Intanto diminuiscono i numeri relativi alla diffusione delle patologie a carico della tiroide tra i bambini. Secondo gli esperti è merito dell’alimentazione e in particolare del sale iodato sulle tavole degli italiani, grazie anche agli effetti di una legge, approvata 15 anni fa, che ne prevedeva la diffusione. Secondo il report dell’Osservatorio Nazionale per il Monitoraggio della Iodoprofilassi in Italia-OSNAMI dell’ISS, in collaborazione con gli Osservatori Regionali per la Prevenzione del Gozzo, proprio il gozzo in età scolare è scomparso. Riguarda ragazzini tra gli 11 e i 13 anni.
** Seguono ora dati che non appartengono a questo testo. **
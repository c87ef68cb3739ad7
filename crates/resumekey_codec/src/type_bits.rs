//! Side channel recording the exact representation of encoded values.
//!
//! The key encoding folds `Int32(1)`, `Int64(1)` and `Double(1.0)` onto the
//! same bytes. Type bits remember which one it was, two bits per numeric
//! value in the order the values appear in the key, packed least significant
//! bit first. Code zero is the default representation, so a key whose
//! numbers are all `Int32` needs no type bits at all.

use crate::error::{DecodingError, DecodingResult};
use crate::number::NumberType;

/// Type bits attached to an encoded key.
#[derive(Debug, Clone, PartialEq, Eq, Hash, Default)]
pub enum TypeBits {
    /// Every value has its default representation. Serializes to nothing.
    #[default]
    Default,
    /// Explicitly supplied bits.
    ///
    /// The encoder only produces this when some bit is set, but a parsed
    /// all-zero buffer is kept as-is so that it serializes back unchanged.
    Explicit(Vec<u8>),
}

impl TypeBits {
    /// Wraps bytes received from outside. Validation happens on decode,
    /// since it depends on the values in the companion key.
    pub fn from_bytes(bytes: impl Into<Vec<u8>>) -> Self {
        TypeBits::Explicit(bytes.into())
    }

    /// Whether these are the implicit default bits.
    #[must_use]
    pub fn is_default(&self) -> bool {
        matches!(self, TypeBits::Default)
    }

    /// Serialized bytes, or `None` for the default.
    #[must_use]
    pub fn to_bytes(&self) -> Option<&[u8]> {
        match self {
            TypeBits::Default => None,
            TypeBits::Explicit(bytes) => Some(bytes),
        }
    }

    /// Returns a reader positioned at the first value.
    #[must_use]
    pub fn reader(&self) -> TypeBitsReader<'_> {
        TypeBitsReader::new(self.to_bytes().unwrap_or(&[]))
    }
}

/// Accumulates type bits while a key is being encoded.
#[derive(Debug, Default)]
pub struct TypeBitsBuilder {
    bytes: Vec<u8>,
    bit_len: usize,
}

impl TypeBitsBuilder {
    /// Creates an empty builder.
    #[must_use]
    pub fn new() -> Self {
        Self::default()
    }

    pub(crate) fn push_number(&mut self, ty: NumberType) {
        self.push_bits(ty.code(), NumberType::BITS);
    }

    fn push_bits(&mut self, value: u8, width: u32) {
        for i in 0..width {
            let bit = (value >> i) & 1;
            let offset = self.bit_len % 8;
            if offset == 0 {
                self.bytes.push(0);
            }
            if bit != 0 {
                if let Some(last) = self.bytes.last_mut() {
                    *last |= 1 << offset;
                }
            }
            self.bit_len += 1;
        }
    }

    /// Number of bits recorded so far.
    #[must_use]
    pub fn bit_len(&self) -> usize {
        self.bit_len
    }

    /// Finishes the bits. Trailing zero bytes are dropped, and bits that are
    /// all zero collapse to [`TypeBits::Default`].
    #[must_use]
    pub fn finish(mut self) -> TypeBits {
        while self.bytes.last() == Some(&0) {
            self.bytes.pop();
        }
        if self.bytes.is_empty() {
            TypeBits::Default
        } else {
            TypeBits::Explicit(self.bytes)
        }
    }
}

/// Reads type bits back while a key is being decoded.
///
/// Reading past the end yields zero bits, so short or absent type bits mean
/// "default representation" for the remaining values.
#[derive(Debug, Clone)]
pub struct TypeBitsReader<'a> {
    bytes: &'a [u8],
    bit_pos: usize,
}

impl<'a> TypeBitsReader<'a> {
    /// Creates a reader over serialized type bits.
    #[must_use]
    pub fn new(bytes: &'a [u8]) -> Self {
        Self { bytes, bit_pos: 0 }
    }

    pub(crate) fn read_number(&mut self) -> NumberType {
        NumberType::from_code(self.read_bits(NumberType::BITS))
    }

    fn read_bits(&mut self, width: u32) -> u8 {
        let mut value = 0u8;
        for i in 0..width {
            let byte = self.bytes.get(self.bit_pos / 8).copied().unwrap_or(0);
            let bit = (byte >> (self.bit_pos % 8)) & 1;
            value |= bit << i;
            self.bit_pos += 1;
        }
        value
    }

    /// Checks that every bit not consumed by the key is zero.
    ///
    /// # Errors
    ///
    /// Returns [`DecodingError::MalformedTypeBits`] if a set bit was left
    /// unread, meaning the type bits describe more values than the key holds.
    pub fn finish(&self) -> DecodingResult<()> {
        let index = self.bit_pos / 8;
        let partial = self
            .bytes
            .get(index)
            .map_or(0, |byte| byte >> (self.bit_pos % 8));
        let rest_zero = self
            .bytes
            .get(index + 1..)
            .map_or(true, |rest| rest.iter().all(|&b| b == 0));
        if partial == 0 && rest_zero {
            Ok(())
        } else {
            Err(DecodingError::malformed_type_bits(format!(
                "set bits beyond the {} bit(s) used by the key",
                self.bit_pos
            )))
        }
    }
}

#[cfg(test)]
mod tests {
    use super::*;

    #[test]
    fn all_default_collapses_to_default() {
        let mut builder = TypeBitsBuilder::new();
        builder.push_number(NumberType::Int32);
        builder.push_number(NumberType::Int32);
        assert_eq!(builder.bit_len(), 4);
        assert!(builder.finish().is_default());
    }

    #[test]
    fn packs_lsb_first() {
        let mut builder = TypeBitsBuilder::new();
        builder.push_number(NumberType::Int32);
        builder.push_number(NumberType::Double);
        builder.push_number(NumberType::Int64);
        // 00, 01 (double = 0b10 LSB first), 10 (int64 = 0b01) -> 0b0001_1000
        assert_eq!(builder.finish(), TypeBits::Explicit(vec![0b0001_1000]));
    }

    #[test]
    fn trailing_zero_bytes_are_trimmed() {
        let mut builder = TypeBitsBuilder::new();
        builder.push_number(NumberType::Double);
        for _ in 0..8 {
            builder.push_number(NumberType::Int32);
        }
        assert_eq!(builder.finish().to_bytes(), Some(&[0b10][..]));
    }

    #[test]
    fn reader_inverts_builder() {
        let kinds = [
            NumberType::Double,
            NumberType::Int32,
            NumberType::NegativeZero,
            NumberType::Int64,
            NumberType::Double,
        ];
        let mut builder = TypeBitsBuilder::new();
        for ty in kinds {
            builder.push_number(ty);
        }
        let bits = builder.finish();
        let mut reader = bits.reader();
        for ty in kinds {
            assert_eq!(reader.read_number(), ty);
        }
        reader.finish().unwrap();
    }

    #[test]
    fn reading_past_end_yields_default() {
        let bits = TypeBits::Default;
        let mut reader = bits.reader();
        assert_eq!(reader.read_number(), NumberType::Int32);
        assert_eq!(reader.read_number(), NumberType::Int32);
        reader.finish().unwrap();
    }

    #[test]
    fn explicit_zeroes_are_accepted() {
        let bits = TypeBits::from_bytes(vec![0; 5]);
        assert!(!bits.is_default());
        let reader = bits.reader();
        reader.finish().unwrap();
    }

    #[test]
    fn leftover_set_bits_are_malformed() {
        let bits = TypeBits::from_bytes(vec![165, 85, 77, 86, 255]);
        assert!(matches!(
            bits.reader().finish(),
            Err(DecodingError::MalformedTypeBits { .. })
        ));

        let bits = TypeBits::from_bytes(vec![0b0000_0110]);
        let mut reader = bits.reader();
        assert_eq!(reader.read_number(), NumberType::Double);
        assert!(reader.finish().is_err());
    }
}
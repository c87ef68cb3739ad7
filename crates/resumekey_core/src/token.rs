//! Resume tokens.

use std::cmp::Ordering;
use std::fmt;
use std::hash::{Hash, Hasher};

use resumekey_codec::{Binary, DecodingResult, Document, TypeBits, Value};
use serde::{Deserialize, Serialize};
use tracing::{debug, trace};

use crate::config::TokenConfig;
use crate::error::{StructuralError, TokenResult};
use crate::parser::TokenParser;
use crate::position::{KeyedPosition, Position, PositionPart};

/// Name of the field holding the encoded position.
pub const DATA_FIELD: &str = "_data";
/// Name of the field holding non-default type bits.
pub const TYPE_BITS_FIELD: &str = "_typeBits";

/// How `_data` is written when a token is serialized.
#[derive(Debug, Clone, Copy, PartialEq, Eq, Hash, Default, Serialize, Deserialize)]
pub enum SerializationFormat {
    /// Lowercase hex string. Sorts correctly as a plain string.
    #[default]
    HexString,
    /// Generic binary.
    BinData,
}

/// An opaque, comparable resume token.
///
/// Tokens compare and hash by their encoded position only. Two positions
/// whose document keys hold the same values in different numeric
/// representations therefore produce equal tokens, even though the type
/// bits differ and the decoded positions are not identical.
#[derive(Clone)]
pub struct Token {
    data: Vec<u8>,
    type_bits: TypeBits,
}

impl Token {
    /// Encodes a position into a token.
    #[must_use]
    pub fn new<K: PositionPart, I: PositionPart>(position: &KeyedPosition<K, I>) -> Self {
        let (data, type_bits) = position.encode();
        trace!(
            data_len = data.len(),
            has_type_bits = !type_bits.is_default(),
            "encoded resume token"
        );
        Self { data, type_bits }
    }

    /// Assembles a token from buffers that have not been decoded.
    pub(crate) fn from_parts(data: Vec<u8>, type_bits: TypeBits) -> Self {
        Self { data, type_bits }
    }

    /// Parses a serialized token with the default configuration.
    ///
    /// Only the shape is checked here; the payload is decoded by
    /// [`Token::get_data`].
    ///
    /// # Errors
    ///
    /// Returns a [`StructuralError`] if the document does not have the shape
    /// of a serialized token.
    pub fn parse(doc: &Document) -> Result<Self, StructuralError> {
        TokenParser::default().parse(doc)
    }

    /// Decodes the position held by this token.
    ///
    /// # Errors
    ///
    /// Returns a decoding error if the buffers are corrupt. Tokens built
    /// with [`Token::new`] always decode.
    pub fn get_data(&self) -> DecodingResult<Position> {
        self.get_data_as()
    }

    /// Decodes the position held by this token into custom key and identity
    /// types.
    ///
    /// # Errors
    ///
    /// Returns a decoding error if the buffers do not hold a position with
    /// parts of these types.
    pub fn get_data_as<K: PositionPart, I: PositionPart>(
        &self,
    ) -> DecodingResult<KeyedPosition<K, I>> {
        KeyedPosition::decode(&self.data, &self.type_bits).inspect_err(|e| {
            debug!(error = %e, token = %self, "failed to decode resume token");
        })
    }

    /// Serializes the token. `_typeBits` is written only when the token
    /// carries explicit type bits.
    #[must_use]
    pub fn to_document(&self, format: SerializationFormat) -> Document {
        let data = match format {
            SerializationFormat::HexString => Value::String(self.to_hex()),
            SerializationFormat::BinData => Value::Binary(Binary::generic(self.data.clone())),
        };
        let mut doc = Document::new().with(DATA_FIELD, data);
        if let Some(bits) = self.type_bits.to_bytes() {
            doc.insert(TYPE_BITS_FIELD, Binary::generic(bits));
        }
        doc
    }

    /// Serializes the token in the configured format.
    #[must_use]
    pub fn to_configured_document(&self, config: &TokenConfig) -> Document {
        self.to_document(config.format)
    }

    /// Serializes the token and encodes the document as CBOR.
    ///
    /// # Errors
    ///
    /// Returns an error if the CBOR writer fails.
    pub fn to_cbor(&self, format: SerializationFormat) -> TokenResult<Vec<u8>> {
        Ok(self.to_document(format).to_cbor()?)
    }

    /// Parses a token from a CBOR-encoded serialized form.
    ///
    /// # Errors
    ///
    /// Returns an error if the bytes are not a CBOR map or the map does not
    /// have the shape of a serialized token.
    pub fn from_cbor(bytes: &[u8]) -> TokenResult<Self> {
        let doc = Document::from_cbor(bytes)?;
        Ok(Self::parse(&doc)?)
    }

    /// The encoded position.
    #[must_use]
    pub fn as_bytes(&self) -> &[u8] {
        &self.data
    }

    /// The type bits travelling with the encoded position.
    #[must_use]
    pub fn type_bits(&self) -> &TypeBits {
        &self.type_bits
    }

    /// The encoded position as lowercase hex.
    #[must_use]
    pub fn to_hex(&self) -> String {
        hex::encode(&self.data)
    }
}

impl From<&Position> for Token {
    fn from(position: &Position) -> Self {
        Self::new(position)
    }
}

impl From<Position> for Token {
    fn from(position: Position) -> Self {
        Self::new(&position)
    }
}

impl PartialEq for Token {
    fn eq(&self, other: &Self) -> bool {
        self.data == other.data
    }
}

impl Eq for Token {}

impl PartialOrd for Token {
    fn partial_cmp(&self, other: &Self) -> Option<Ordering> {
        Some(self.cmp(other))
    }
}

impl Ord for Token {
    fn cmp(&self, other: &Self) -> Ordering {
        self.data.cmp(&other.data)
    }
}

impl Hash for Token {
    fn hash<H: Hasher>(&self, state: &mut H) {
        self.data.hash(state);
    }
}

impl fmt::Debug for Token {
    fn fmt(&self, f: &mut fmt::Formatter<'_>) -> fmt::Result {
        let mut out = f.debug_struct("Token");
        out.field("data", &self.to_hex());
        if let Some(bits) = self.type_bits.to_bytes() {
            out.field("type_bits", &hex::encode(bits));
        }
        out.finish()
    }
}

impl fmt::Display for Token {
    fn fmt(&self, f: &mut fmt::Formatter<'_>) -> fmt::Result {
        f.write_str(&self.to_hex())
    }
}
«Per noi è indicatore positivo e significa che il sale iodato è ormai utilizzato dalla maggior parte delle famiglie. Questo permette di arrivare ai livelli minimi di fabbisogno giornaliero di iodio. Va detto che, a parte questo, l’alimentazione non incide sulla tiroide. L’unico consiglio è, in chi ha ipertiroidismo, evitare le alghe (utilizzate, per esempio, nel sushi) e i crostacei, perché questi contengono molto iodio. Quanto alla soia, su cui alcuni hanno dubbi, non ci sono controindicazioni, se non l’accortezza di non assumerla insieme alla tiroxina, in chi segue una terapia a base di quest’ultima, perché ne riduce l’assorbimento: è sufficiente mangiarla a qualche ora di distanza dal farmaco» conclude l’esperta.